(REQUIRED WORK) How many of the lines below hold the string "register"? Say only the number.

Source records
[Start of section]

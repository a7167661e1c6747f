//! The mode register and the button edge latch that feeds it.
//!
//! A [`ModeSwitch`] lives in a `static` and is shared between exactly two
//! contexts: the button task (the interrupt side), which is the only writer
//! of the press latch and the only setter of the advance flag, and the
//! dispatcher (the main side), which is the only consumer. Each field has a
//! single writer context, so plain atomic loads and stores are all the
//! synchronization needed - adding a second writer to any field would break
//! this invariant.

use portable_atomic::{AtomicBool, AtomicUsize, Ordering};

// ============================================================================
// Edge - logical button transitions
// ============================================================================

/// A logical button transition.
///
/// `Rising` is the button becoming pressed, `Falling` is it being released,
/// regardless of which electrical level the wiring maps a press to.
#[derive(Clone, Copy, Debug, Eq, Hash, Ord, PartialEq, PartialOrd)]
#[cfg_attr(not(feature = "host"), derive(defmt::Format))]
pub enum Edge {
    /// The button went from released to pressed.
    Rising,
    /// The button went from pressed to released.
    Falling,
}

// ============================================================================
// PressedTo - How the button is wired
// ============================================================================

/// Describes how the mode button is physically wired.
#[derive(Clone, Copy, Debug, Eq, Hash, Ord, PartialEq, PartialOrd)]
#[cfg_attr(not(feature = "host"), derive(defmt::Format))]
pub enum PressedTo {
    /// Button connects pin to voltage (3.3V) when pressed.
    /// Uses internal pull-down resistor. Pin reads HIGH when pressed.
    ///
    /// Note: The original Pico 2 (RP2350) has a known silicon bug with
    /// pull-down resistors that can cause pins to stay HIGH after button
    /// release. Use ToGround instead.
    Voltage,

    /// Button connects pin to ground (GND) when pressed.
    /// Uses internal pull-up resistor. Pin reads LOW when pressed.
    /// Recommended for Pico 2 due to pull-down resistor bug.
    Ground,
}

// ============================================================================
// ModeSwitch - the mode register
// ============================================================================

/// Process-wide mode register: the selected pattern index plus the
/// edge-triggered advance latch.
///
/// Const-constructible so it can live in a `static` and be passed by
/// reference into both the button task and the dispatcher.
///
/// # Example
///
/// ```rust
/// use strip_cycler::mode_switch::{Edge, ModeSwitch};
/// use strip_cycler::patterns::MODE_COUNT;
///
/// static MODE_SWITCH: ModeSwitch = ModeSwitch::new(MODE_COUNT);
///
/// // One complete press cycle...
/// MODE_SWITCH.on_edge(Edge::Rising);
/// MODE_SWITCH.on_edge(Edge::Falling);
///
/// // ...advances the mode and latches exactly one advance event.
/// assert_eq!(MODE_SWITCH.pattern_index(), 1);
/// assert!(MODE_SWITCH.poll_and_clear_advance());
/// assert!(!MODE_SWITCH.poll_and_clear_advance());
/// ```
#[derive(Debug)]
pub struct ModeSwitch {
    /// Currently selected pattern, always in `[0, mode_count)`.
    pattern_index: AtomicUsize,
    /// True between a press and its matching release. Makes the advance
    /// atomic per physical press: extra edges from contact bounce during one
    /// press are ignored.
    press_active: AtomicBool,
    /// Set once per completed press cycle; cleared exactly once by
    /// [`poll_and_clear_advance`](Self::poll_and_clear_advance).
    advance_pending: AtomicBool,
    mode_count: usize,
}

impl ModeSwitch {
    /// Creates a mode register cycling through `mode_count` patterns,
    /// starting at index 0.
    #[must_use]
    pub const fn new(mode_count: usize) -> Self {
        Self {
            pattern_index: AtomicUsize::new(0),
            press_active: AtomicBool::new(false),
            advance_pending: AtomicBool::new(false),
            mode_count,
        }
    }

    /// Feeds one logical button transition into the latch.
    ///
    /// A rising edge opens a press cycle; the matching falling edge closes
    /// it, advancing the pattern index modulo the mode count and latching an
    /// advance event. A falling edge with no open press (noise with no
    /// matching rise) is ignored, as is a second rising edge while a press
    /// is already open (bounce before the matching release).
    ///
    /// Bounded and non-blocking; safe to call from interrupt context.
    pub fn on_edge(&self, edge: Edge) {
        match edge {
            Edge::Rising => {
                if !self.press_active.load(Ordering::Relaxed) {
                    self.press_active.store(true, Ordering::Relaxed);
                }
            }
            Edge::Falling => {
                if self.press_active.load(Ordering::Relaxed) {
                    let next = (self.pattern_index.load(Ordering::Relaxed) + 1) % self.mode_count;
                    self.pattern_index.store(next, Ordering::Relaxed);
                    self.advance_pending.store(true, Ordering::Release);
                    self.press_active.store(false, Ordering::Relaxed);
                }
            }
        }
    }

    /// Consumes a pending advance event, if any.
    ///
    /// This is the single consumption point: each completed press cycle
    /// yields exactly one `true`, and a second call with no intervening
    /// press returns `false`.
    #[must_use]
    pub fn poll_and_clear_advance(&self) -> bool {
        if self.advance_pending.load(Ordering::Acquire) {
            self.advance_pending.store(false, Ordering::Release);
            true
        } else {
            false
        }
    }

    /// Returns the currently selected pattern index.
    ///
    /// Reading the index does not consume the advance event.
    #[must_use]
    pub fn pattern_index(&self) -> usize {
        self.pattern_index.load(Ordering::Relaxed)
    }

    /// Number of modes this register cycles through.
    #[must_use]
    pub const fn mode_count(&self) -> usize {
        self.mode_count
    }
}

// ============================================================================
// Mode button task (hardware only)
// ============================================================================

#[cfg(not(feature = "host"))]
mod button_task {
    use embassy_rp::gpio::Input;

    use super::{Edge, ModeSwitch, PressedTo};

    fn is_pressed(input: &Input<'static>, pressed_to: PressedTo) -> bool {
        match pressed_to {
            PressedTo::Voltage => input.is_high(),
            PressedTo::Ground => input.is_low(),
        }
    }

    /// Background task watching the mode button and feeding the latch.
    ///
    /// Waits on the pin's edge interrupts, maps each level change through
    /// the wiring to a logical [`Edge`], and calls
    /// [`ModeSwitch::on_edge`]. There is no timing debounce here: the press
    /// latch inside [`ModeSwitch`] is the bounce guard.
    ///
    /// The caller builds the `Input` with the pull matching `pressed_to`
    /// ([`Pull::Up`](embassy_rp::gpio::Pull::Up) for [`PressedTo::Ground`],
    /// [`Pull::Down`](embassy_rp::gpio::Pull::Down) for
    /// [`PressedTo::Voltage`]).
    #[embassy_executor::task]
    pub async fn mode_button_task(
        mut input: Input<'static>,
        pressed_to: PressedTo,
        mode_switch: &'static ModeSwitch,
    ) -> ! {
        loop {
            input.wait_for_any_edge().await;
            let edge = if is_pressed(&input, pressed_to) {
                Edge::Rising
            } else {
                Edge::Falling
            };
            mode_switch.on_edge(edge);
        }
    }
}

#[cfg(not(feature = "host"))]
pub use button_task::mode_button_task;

[End of section]

(ANSWER TO THIS PROBLEM) 5